> **Exercise brief**:
Copy out the data line by line exactly, from its start to the line bearing "pub async fn spawn_upstream()", inclusive.

[Dataset entries]
──────────
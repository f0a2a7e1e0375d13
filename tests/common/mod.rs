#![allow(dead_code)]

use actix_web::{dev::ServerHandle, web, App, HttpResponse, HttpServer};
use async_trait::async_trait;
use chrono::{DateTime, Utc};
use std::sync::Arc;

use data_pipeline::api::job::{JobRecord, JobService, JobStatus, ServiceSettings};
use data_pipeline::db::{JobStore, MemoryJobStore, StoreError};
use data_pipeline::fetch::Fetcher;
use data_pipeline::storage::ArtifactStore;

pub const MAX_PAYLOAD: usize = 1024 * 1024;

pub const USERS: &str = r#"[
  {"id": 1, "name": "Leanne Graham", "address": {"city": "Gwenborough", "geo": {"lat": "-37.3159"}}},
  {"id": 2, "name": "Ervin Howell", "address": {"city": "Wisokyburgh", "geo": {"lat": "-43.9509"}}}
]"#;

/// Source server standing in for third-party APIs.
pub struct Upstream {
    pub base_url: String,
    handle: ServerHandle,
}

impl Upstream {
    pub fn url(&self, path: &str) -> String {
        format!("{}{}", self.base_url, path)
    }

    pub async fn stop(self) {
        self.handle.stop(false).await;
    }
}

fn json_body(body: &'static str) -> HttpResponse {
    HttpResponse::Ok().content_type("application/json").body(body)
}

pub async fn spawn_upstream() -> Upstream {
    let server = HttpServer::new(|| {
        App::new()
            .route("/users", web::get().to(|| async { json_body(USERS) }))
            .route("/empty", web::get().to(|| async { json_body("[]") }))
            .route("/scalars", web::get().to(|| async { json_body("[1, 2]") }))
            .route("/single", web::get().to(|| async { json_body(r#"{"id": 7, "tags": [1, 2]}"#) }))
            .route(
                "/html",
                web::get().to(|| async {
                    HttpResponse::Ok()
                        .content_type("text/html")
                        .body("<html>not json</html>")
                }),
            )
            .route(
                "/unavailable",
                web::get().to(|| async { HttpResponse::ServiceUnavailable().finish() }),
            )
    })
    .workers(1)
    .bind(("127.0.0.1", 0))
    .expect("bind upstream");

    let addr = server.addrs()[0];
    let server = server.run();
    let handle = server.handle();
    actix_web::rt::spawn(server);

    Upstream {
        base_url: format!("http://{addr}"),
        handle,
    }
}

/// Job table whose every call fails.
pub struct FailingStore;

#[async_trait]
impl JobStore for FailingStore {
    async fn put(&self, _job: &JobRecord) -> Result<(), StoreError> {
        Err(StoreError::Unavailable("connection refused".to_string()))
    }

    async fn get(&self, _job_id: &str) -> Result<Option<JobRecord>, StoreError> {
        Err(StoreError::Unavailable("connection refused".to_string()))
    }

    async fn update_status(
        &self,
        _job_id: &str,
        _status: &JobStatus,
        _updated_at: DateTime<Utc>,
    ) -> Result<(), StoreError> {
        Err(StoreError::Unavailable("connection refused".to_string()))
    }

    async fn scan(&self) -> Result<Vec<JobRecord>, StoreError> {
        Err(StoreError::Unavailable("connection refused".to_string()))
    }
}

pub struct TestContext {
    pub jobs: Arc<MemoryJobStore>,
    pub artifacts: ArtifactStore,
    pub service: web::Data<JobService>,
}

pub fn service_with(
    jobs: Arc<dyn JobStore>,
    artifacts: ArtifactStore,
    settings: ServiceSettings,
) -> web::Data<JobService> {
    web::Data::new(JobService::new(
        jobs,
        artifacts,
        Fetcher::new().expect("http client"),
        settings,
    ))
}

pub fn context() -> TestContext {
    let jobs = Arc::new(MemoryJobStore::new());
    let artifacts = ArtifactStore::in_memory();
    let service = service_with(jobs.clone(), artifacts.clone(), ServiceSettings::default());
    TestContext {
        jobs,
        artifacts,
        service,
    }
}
──────────
> **Written solution**:
repository f0a2a7e1e0375d13
filename tests/common/mod.rs
#![allow(dead_code)]

use actix_web::{dev::ServerHandle, web, App, HttpResponse, HttpServer};
use async_trait::async_trait;
use chrono::{DateTime, Utc};
use std::sync::Arc;

use data_pipeline::api::job::{JobRecord, JobService, JobStatus, ServiceSettings};
use data_pipeline::db::{JobStore, MemoryJobStore, StoreError};
use data_pipeline::fetch::Fetcher;
use data_pipeline::storage::ArtifactStore;

pub const MAX_PAYLOAD: usize = 1024 * 1024;

pub const USERS: &str = r#"[
  {"id": 1, "name": "Leanne Graham", "address": {"city": "Gwenborough", "geo": {"lat": "-37.3159"}}},
  {"id": 2, "name": "Ervin Howell", "address": {"city": "Wisokyburgh", "geo": {"lat": "-43.9509"}}}
]"#;

/// Source server standing in for third-party APIs.
pub struct Upstream {
    pub base_url: String,
    handle: ServerHandle,
}

impl Upstream {
    pub fn url(&self, path: &str) -> String {
        format!("{}{}", self.base_url, path)
    }

    pub async fn stop(self) {
        self.handle.stop(false).await;
    }
}

fn json_body(body: &'static str) -> HttpResponse {
    HttpResponse::Ok().content_type("application/json").body(body)
}

pub async fn spawn_upstream() -> Upstream {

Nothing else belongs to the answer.